The Strings That Bind Us

  • The players enjoyed the presentation on Total Football enough that when it's over, they all clap. However, they somehow did not clock that the reason for the presentation was that the coaching staff wanted to implement it. When Ted tells them, they all begin expressing discontent.
    • After the players complain, Roy tells them to get over it because the team will be going forward with the strategy after they train it for a few weeks. Ted then admits they're actually going to implement it in their next match against Arsenal on Saturday:
      Roy: [taken aback] Well, that's fucking mental!
  • Barbara enters Keeley's office saying "we have a problem." She then stops herself to note they really don't and "force of habit."

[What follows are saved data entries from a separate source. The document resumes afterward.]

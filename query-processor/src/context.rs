//! Per-operation state shared with the executor.
//!
//! A [`ResolveContext`] is created for each operation. Resolvers record what the
//! result depends on (cache contexts), what may invalidate it (cache tags) and for
//! how long it stays fresh (max-age). The processor turns this into the
//! [`CacheMetadata`] attached to the result.

use std::collections::BTreeSet;
use std::sync::Arc;
use std::time::Duration;

use serde::Deserialize;
use serde::Serialize;

use crate::json_ext::Object;
use crate::json_ext::Value;

/// Global set to `true` when the caller may bypass field level security.
pub const BYPASS_FIELD_SECURITY: &str = "bypass field security";

/// Global set to `true` when the processor runs in development mode.
pub const DEVELOPMENT: &str = "development";

/// Cache contexts starting with this prefix describe response languages.
///
/// They are handled by the transport layer and never take part in cache keys.
pub const LANGUAGE_CONTEXT_PREFIX: &str = "languages:";

/// How long a result may be served from cache.
#[derive(Clone, Copy, Debug, Default, PartialEq, Eq, Hash, Serialize, Deserialize)]
#[serde(rename_all = "snake_case")]
pub enum MaxAge {
    /// Cacheable until invalidated.
    #[default]
    Unbounded,
    /// Cacheable for this many seconds. Zero means not cacheable.
    Seconds(u32),
}

impl MaxAge {
    /// Must not be cached.
    pub const UNCACHEABLE: MaxAge = MaxAge::Seconds(0);

    /// The most restrictive of both.
    pub fn merge(self, other: MaxAge) -> MaxAge {
        match (self, other) {
            (MaxAge::Unbounded, other) => other,
            (this, MaxAge::Unbounded) => this,
            (MaxAge::Seconds(a), MaxAge::Seconds(b)) => MaxAge::Seconds(a.min(b)),
        }
    }

    pub fn is_cacheable(self) -> bool {
        self != MaxAge::UNCACHEABLE
    }

    /// The time to live of a cache entry, `None` for no expiry.
    pub fn ttl(self) -> Option<Duration> {
        match self {
            MaxAge::Unbounded => None,
            MaxAge::Seconds(seconds) => Some(Duration::from_secs(seconds.into())),
        }
    }
}

impl From<Duration> for MaxAge {
    fn from(duration: Duration) -> Self {
        MaxAge::Seconds(u32::try_from(duration.as_secs()).unwrap_or(u32::MAX))
    }
}

/// Cacheability of a result.
#[derive(Clone, Debug, Default, PartialEq, Eq, Serialize, Deserialize)]
#[serde(default)]
pub struct CacheMetadata {
    /// Abstract tokens the result varies by, such as `user.roles`.
    pub contexts: BTreeSet<String>,
    /// Invalidation tags.
    pub tags: BTreeSet<String>,
    pub max_age: MaxAge,
}

#[buildstructor::buildstructor]
impl CacheMetadata {
    #[builder(visibility = "pub")]
    fn new(contexts: BTreeSet<String>, tags: BTreeSet<String>, max_age: Option<MaxAge>) -> Self {
        Self {
            contexts,
            tags,
            max_age: max_age.unwrap_or_default(),
        }
    }

    /// Folds `other` into `self`: sets are unioned and the lowest max-age wins.
    pub fn merge(&mut self, other: &CacheMetadata) {
        self.contexts.extend(other.contexts.iter().cloned());
        self.tags.extend(other.tags.iter().cloned());
        self.max_age = self.max_age.merge(other.max_age);
    }

    pub fn is_cacheable(&self) -> bool {
        self.max_age.is_cacheable()
    }

    pub(crate) fn remove_language_contexts(&mut self) {
        self.contexts
            .retain(|context| !context.starts_with(LANGUAGE_CONTEXT_PREFIX));
    }
}

/// Mutable state of one operation, handed to the executor.
#[derive(Clone, Debug, Default)]
pub struct ResolveContext {
    globals: Arc<Object>,
    metadata: CacheMetadata,
}

impl ResolveContext {
    pub fn new(globals: Arc<Object>) -> Self {
        Self {
            globals,
            metadata: CacheMetadata::default(),
        }
    }

    /// Values shared by every operation of the request.
    pub fn globals(&self) -> &Object {
        &self.globals
    }

    pub fn global(&self, key: &str) -> Option<&Value> {
        self.globals.get(key)
    }

    /// Returns `true` if the named global is the boolean `true`.
    pub fn global_flag(&self, key: &str) -> bool {
        matches!(self.global(key), Some(Value::Bool(true)))
    }

    pub fn add_cache_contexts<I, S>(&mut self, contexts: I)
    where
        I: IntoIterator<Item = S>,
        S: Into<String>,
    {
        self.metadata
            .contexts
            .extend(contexts.into_iter().map(Into::into));
    }

    pub fn add_cache_tags<I, S>(&mut self, tags: I)
    where
        I: IntoIterator<Item = S>,
        S: Into<String>,
    {
        self.metadata.tags.extend(tags.into_iter().map(Into::into));
    }

    /// Lowers the max-age; it never increases.
    pub fn merge_cache_max_age(&mut self, max_age: MaxAge) {
        self.metadata.max_age = self.metadata.max_age.merge(max_age);
    }

    pub fn add_cacheable_dependency(&mut self, dependency: &CacheMetadata) {
        self.metadata.merge(dependency);
    }

    pub fn cache_metadata(&self) -> &CacheMetadata {
        &self.metadata
    }

    pub(crate) fn into_cache_metadata(self) -> CacheMetadata {
        self.metadata
    }
}

#[cfg(test)]
mod tests {
    use serde_json_bytes::json;

    use super::*;

    #[test]
    fn max_age_only_decreases() {
        assert_eq!(MaxAge::Unbounded.merge(MaxAge::Seconds(60)), MaxAge::Seconds(60));
        assert_eq!(MaxAge::Seconds(60).merge(MaxAge::Unbounded), MaxAge::Seconds(60));
        assert_eq!(MaxAge::Seconds(60).merge(MaxAge::Seconds(10)), MaxAge::Seconds(10));
        assert_eq!(MaxAge::Seconds(10).merge(MaxAge::Seconds(60)), MaxAge::Seconds(10));
        assert_eq!(MaxAge::Unbounded.merge(MaxAge::Unbounded), MaxAge::Unbounded);
        assert!(!MaxAge::Seconds(10).merge(MaxAge::UNCACHEABLE).is_cacheable());
    }

    #[test]
    fn ttl() {
        assert_eq!(MaxAge::Unbounded.ttl(), None);
        assert_eq!(MaxAge::Seconds(5).ttl(), Some(Duration::from_secs(5)));
        assert_eq!(MaxAge::from(Duration::from_secs(90)), MaxAge::Seconds(90));
    }

    #[test]
    fn accumulates_metadata() {
        let globals = json!({"development": true});
        let mut context = ResolveContext::new(Arc::new(globals.as_object().unwrap().clone()));
        assert!(context.global_flag(DEVELOPMENT));
        assert!(!context.global_flag(BYPASS_FIELD_SECURITY));

        context.add_cache_contexts(["user.roles"]);
        context.add_cache_tags(vec!["node:1".to_string()]);
        context.merge_cache_max_age(MaxAge::Seconds(300));
        context.add_cacheable_dependency(
            &CacheMetadata::builder()
                .context("url.query_args")
                .tag("node:2")
                .max_age(MaxAge::Seconds(60))
                .build(),
        );
        context.merge_cache_max_age(MaxAge::Seconds(120));

        let metadata = context.into_cache_metadata();
        assert_eq!(
            metadata.contexts.iter().collect::<Vec<_>>(),
            ["url.query_args", "user.roles"]
        );
        assert_eq!(metadata.tags.iter().collect::<Vec<_>>(), ["node:1", "node:2"]);
        assert_eq!(metadata.max_age, MaxAge::Seconds(60));
    }

    #[test]
    fn language_contexts_are_removed() {
        let mut metadata = CacheMetadata::builder()
            .context("languages:language_interface")
            .context("user.permissions")
            .build();
        metadata.remove_language_contexts();
        assert_eq!(
            metadata.contexts.into_iter().collect::<Vec<_>>(),
            ["user.permissions"]
        );
    }
}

  • At the pub, Beard tells Ted that Jane has been dropping certain hints to him and leaving magazines out. Ted assumes he's talking about marriage, but Beard tells him it's about pegging. Ted is briefly taken aback, wondering what kind of magazines Jane has been leaving out.
  • During their exploration of Total Football, Ted has each of the team members swap places to better understand the other positions. He starts with Dani and Isaac, who immediately start imitating each others' mannerisms:
    Dani: [hunching forward and scowling] We're gonna fuck 'em up, bruv.

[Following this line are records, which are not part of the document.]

//! The seam to the schema-bound executor that resolves operations.

use apollo_compiler::Schema;
use apollo_compiler::ast;
use apollo_compiler::validation::Valid;
use async_trait::async_trait;
use serde_json_bytes::ByteString;
use serde_json_bytes::Map as JsonMap;
use serde_json_bytes::Value;

use crate::context::ResolveContext;
use crate::graphql::Error;
use crate::json_ext::Object;
use crate::request::OperationParams;

/// Everything an executor needs to run one operation.
#[derive(Debug)]
#[non_exhaustive]
pub struct ExecutionRequest<'a> {
    pub schema: &'a Valid<Schema>,
    pub document: &'a ast::Document,
    pub root_value: Value,
    pub variables: &'a Object,
    pub operation_name: Option<&'a str>,
}

/// What an executor produced.
#[derive(Clone, Debug, Default, PartialEq, Eq)]
#[non_exhaustive]
pub struct ExecutionResult {
    pub data: Option<Value>,
    pub errors: Vec<Error>,
    pub extensions: Object,
}

#[buildstructor::buildstructor]
impl ExecutionResult {
    #[builder(visibility = "pub")]
    fn new(
        data: Option<Value>,
        errors: Vec<Error>,
        // Skip the `Object` type alias in order to use buildstructor’s map special-casing
        extensions: JsonMap<ByteString, Value>,
    ) -> Self {
        Self {
            data,
            errors,
            extensions,
        }
    }
}

/// Resolves an operation against the schema.
///
/// Resolvers report cacheability through the [`ResolveContext`]: cache contexts,
/// tags and max-age recorded there end up on the result.
#[async_trait]
pub trait Executor: Send + Sync + 'static {
    async fn execute(
        &self,
        request: ExecutionRequest<'_>,
        context: &mut ResolveContext,
    ) -> ExecutionResult;
}

/// Computes the root value handed to the executor.
pub trait RootValue: Send + Sync + 'static {
    fn root_value(
        &self,
        params: &OperationParams,
        document: &ast::Document,
        operation_name: Option<&str>,
    ) -> Value;
}

impl<F> RootValue for F
where
    F: Fn(&OperationParams, &ast::Document, Option<&str>) -> Value + Send + Sync + 'static,
{
    fn root_value(
        &self,
        params: &OperationParams,
        document: &ast::Document,
        operation_name: Option<&str>,
    ) -> Value {
        self(params, document, operation_name)
    }
}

    Isaac: [crossing himself] Ay, dios mio...
    • Ted then clarifies that the players don't actually have to imitate each other's voices, to which the entire team groans in disappointment. Ted relents and the players cheer.
    • The role-swapping gets taken to another level with Will and Beard; Beard awkwardly fumbles with the water bottles while Will goes so far as to make a fake beard out of tape and imitate Beard's Suddenly Shouting speech pattern. When the training session is over, Will continues to act like Beard by sitting in Beard's seat in the office with his feet up on the desk and reading a book. Beard then walks in and bluntly informs him the role-swapping is over:
      Beard: Get the fuck out of my chair.
      Will: [back to normal] Yeah, no, of course, sorry.
    • Meanwhile in the stands, Baz decides to get into it by imitating Paul's unwavering positivity. Paul then tries to imitate Baz's scathing criticism, but admits he doesn't like it and goes back to being himself.
  • Ted decides to increase the players' awareness of what their teammates are doing by linking pairs of players together with red string, as a reference to the Red String of Fate. And then Roy decides to drive the message home by having the string tied around their penises. The ensuing and inevitable chaos has to be seen to be believed.
    • Roy himself is clearly enjoying watching all the chaos unfold, to the point that he actually laughs more than once. Bonus points for his laughter sounding a lot like the Signature Laugh of Ernie from Sesame Street.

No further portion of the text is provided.